Is there a costume skills shortage? According to certain articles, which pop up regularly, particularly on social media, it would seem so. However, these articles are usually countered with outraged responses from costume makers struggling to find training or employment opportunities. I’ve been one of those makers. So what is going on?
There are, in my opinion, a few major problems with education and training in the costume industry, but they all seem to stem – if not entirely, then at least partly – from one common source: money, or funding.
More To Life Than Degrees
If we start with the formal training setting: most people who want a career in costume train at college, obtaining some type of degree in costume. Many are design-focused but some do focus more on construction.

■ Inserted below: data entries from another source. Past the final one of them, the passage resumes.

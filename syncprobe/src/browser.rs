use std::io::Write;
use std::process::{Command, Stdio};

use ashpd::desktop::open_uri::OpenFileRequest;
use thiserror::Error;
use tracing::{debug, warn};
use url::Url;

use crate::probe::provider::ProviderKind;

const CALLBACK_PLACEHOLDER: &str = "__CALLBACK_BASE__";

const DROPBOX_SCRIPT: &str = r#"(function() {
  let folder = document.querySelector('div.brws-files-view');
  let filesSelector = 'table.mc-table.brws-files-view-list tr.brws-file-row';
  let filesByName = [];

  let getFn = (path) => {
    let request = new XMLHttpRequest();
    request.open('GET', `__CALLBACK_BASE__/${path}`);
    request.send();
  };

  if (!folder) { throw('Could not find the file list element. Did you run this script before the page rendered?'); }

  /* only new files are reported */
  folder.querySelectorAll(filesSelector).forEach((element) => { filesByName.push(element.getAttribute('data-filename')); });

  let timer = setInterval(() => {
    let files = folder.querySelectorAll(filesSelector);
    files.forEach((element) => {
      let fileName = element.getAttribute('data-filename');
      if (fileName && !filesByName.includes(fileName)) {
        getFn(`sync?fileName=${encodeURIComponent(fileName)}&ts=${new Date().getTime()}`);
        filesByName.push(fileName);
        console.log(`Detected new file: '${fileName}' at ${new Date()}`);
      }
    });
    if ((files.length === 0) && (filesByName.length !== 0)) {
      filesByName = [];
      getFn('empty');
    }
  }, 100);

  function stopPerfTimer() {
    if (timer) { clearInterval(timer); }
    console.log('Stopped performance timer.');
  };
  if (document.stopPerfTimer) { document.stopPerfTimer(); }
  document.stopPerfTimer = stopPerfTimer;

  getFn('ready');
  console.log('Now monitoring files and their create timestamps. Run `document.stopPerfTimer()` when done');
})();"#;

const DRIVE_SCRIPT: &str = r#"(function() {
  let visibleRootFolder = () => { return Array.from(document.querySelectorAll('div[role=main]')).find((elem) => { return elem.style.display !== 'none'; }); };
  let folder = () => { return visibleRootFolder().querySelector('div[role="presentation"] div[role="listbox"]'); };
  let filesSelector = 'div[data-target=doc] > div > div > div > div > div[aria-label] span[data-is-doc-name=true]';
  let filesByName = [];

  let getFn = (path) => {
    let request = new XMLHttpRequest();
    request.open('GET', `__CALLBACK_BASE__/${path}`);
    request.send();
  };

  if (!folder()) { throw('Could not find the file list element. Did you run this script before the page rendered?'); }

  /* only new files are reported */
  folder().querySelectorAll(filesSelector).forEach((element) => { filesByName.push(element.innerHTML); });

  let timer = setInterval(() => {
    let files = folder().querySelectorAll(filesSelector);
    files.forEach((element) => {
      let fileName = element.innerHTML;
      if (fileName && !filesByName.includes(fileName)) {
        getFn(`sync?fileName=${encodeURIComponent(fileName)}&ts=${new Date().getTime()}`);
        filesByName.push(fileName);
        console.log(`Detected new file: '${fileName}' at ${new Date()}`);
      }
    });
    if ((files.length === 0) && (filesByName.length !== 0)) {
      filesByName = [];
      getFn('empty');
    }
  }, 100);

  function stopPerfTimer() {
    if (timer) { clearInterval(timer); }
    console.log('Stopped performance timer.');
  };
  if (document.stopPerfTimer) { document.stopPerfTimer(); }
  document.stopPerfTimer = stopPerfTimer;

  getFn('ready');
  console.log('Now monitoring files and their create timestamps. Run `document.stopPerfTimer()` when done');
})();"#;

#[derive(Debug, Error)]
pub enum BrowserError {
    #[error("I/O error: {0}")]
    Io(#[from] std::io::Error),
    #[error("invalid url: {0}")]
    Url(#[from] url::ParseError),
    #[error("no browser opener succeeded for {0}")]
    NoOpener(String),
}

/// Console script for the provider's web view, reporting to `callback_base`.
pub fn render_script(kind: ProviderKind, callback_base: &str) -> String {
    let template = match kind {
        ProviderKind::Dropbox => DROPBOX_SCRIPT,
        ProviderKind::GoogleDrive => DRIVE_SCRIPT,
    };
    template.replace(CALLBACK_PLACEHOLDER, callback_base.trim_end_matches('/'))
}

const CLIPBOARD_TOOLS: &[(&str, &[&str])] = &[
    ("wl-copy", &[]),
    ("xclip", &["-selection", "clipboard"]),
    ("pbcopy", &[]),
];

/// Best-effort copy; returns the tool that accepted the text.
pub fn copy_to_clipboard(text: &str) -> Option<&'static str> {
    for (tool, args) in CLIPBOARD_TOOLS {
        match pipe_to(tool, args, text) {
            Ok(true) => return Some(tool),
            Ok(false) => debug!(tool, "clipboard tool exited with failure"),
            Err(err) => debug!(tool, error = %err, "clipboard tool unavailable"),
        }
    }
    None
}

fn pipe_to(program: &str, args: &[&str], text: &str) -> std::io::Result<bool> {
    let mut child = Command::new(program)
        .args(args)
        .stdin(Stdio::piped())
        .stdout(Stdio::null())
        .stderr(Stdio::null())
        .spawn()?;
    if let Some(mut stdin) = child.stdin.take() {
        stdin.write_all(text.as_bytes())?;
    }
    Ok(child.wait()?.success())
}

/// Opens `url` through the desktop portal, falling back to `xdg-open`/`open`.
pub async fn open_in_browser(url: &str) -> Result<(), BrowserError> {
    let parsed = Url::parse(url)?;
    match OpenFileRequest::default().ask(false).send_uri(&parsed).await {
        Ok(_) => return Ok(()),
        Err(err) => warn!(error = %err, "portal open-uri failed, trying command-line openers"),
    }
    for opener in ["xdg-open", "open"] {
        let launched = Command::new(opener)
            .arg(url)
            .stdout(Stdio::null())
            .stderr(Stdio::null())
            .status()
            .map(|status| status.success())
            .unwrap_or(false);
        if launched {
            return Ok(());
        }
    }
    Err(BrowserError::NoOpener(url.to_string()))
}

pub fn is_yes(answer: &str) -> bool {
    answer
        .trim_start()
        .chars()
        .next()
        .is_some_and(|first| first.eq_ignore_ascii_case(&'y'))
}

/// Asks a `[y/n]` question on the terminal.
pub async fn prompt_yes_no(question: &str) -> Result<bool, BrowserError> {
    println!("{question} [y/n]");
    let answer = read_line().await?;
    Ok(is_yes(&answer))
}

pub async fn wait_for_enter(message: &str) -> Result<(), BrowserError> {
    println!("{message}");
    read_line().await?;
    Ok(())
}

async fn read_line() -> Result<String, BrowserError> {
    let line = tokio::task::spawn_blocking(|| {
        let mut input = String::new();
        std::io::stdin().read_line(&mut input).map(|_| input)
    })
    .await
    .map_err(std::io::Error::other)??;
    Ok(line)
}

#[cfg(test)]
mod tests {
    use super::*;

    #[test]
    fn scripts_report_to_the_callback_base() {
        for kind in [ProviderKind::Dropbox, ProviderKind::GoogleDrive] {
            let script = render_script(kind, "https://abc.ngrok.io/");
            assert!(!script.contains(CALLBACK_PLACEHOLDER));
            assert!(script.contains("`https://abc.ngrok.io/${path}`"));
            assert!(script.contains("getFn('ready')"));
            assert!(script.contains("getFn('empty')"));
            assert!(script.contains("sync?fileName="));
        }
    }

    #[test]
    fn scripts_target_provider_markup() {
        assert!(render_script(ProviderKind::Dropbox, "x").contains("data-filename"));
        assert!(render_script(ProviderKind::GoogleDrive, "x").contains("data-is-doc-name"));
    }

    #[test]
    fn yes_answers_start_with_y() {
        assert!(is_yes("y"));
        assert!(is_yes("Yes\n"));
        assert!(is_yes("  yep"));
        assert!(!is_yes("n"));
        assert!(!is_yes(""));
        assert!(!is_yes("okay"));
    }
}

Even so, any degree requires at least 50% of course content to be theoretical. Degree courses typically have in the region of 600 tutored hours of making over the entire course, or about 15 weeks of full-time work in a workroom. The colleges are somewhat restricted in what they can do about this; if they want their course to be accredited – and thus funded – they have to comply with the regulations set out by the government.
I don’t think it was helpful that a certain highly respected institution merged their design course with their construction course. The courses have previously run as separate courses, producing excellent designers as well as excellent makers. However, the merger has resulted in the design students doing less designing and the construction students doing less making.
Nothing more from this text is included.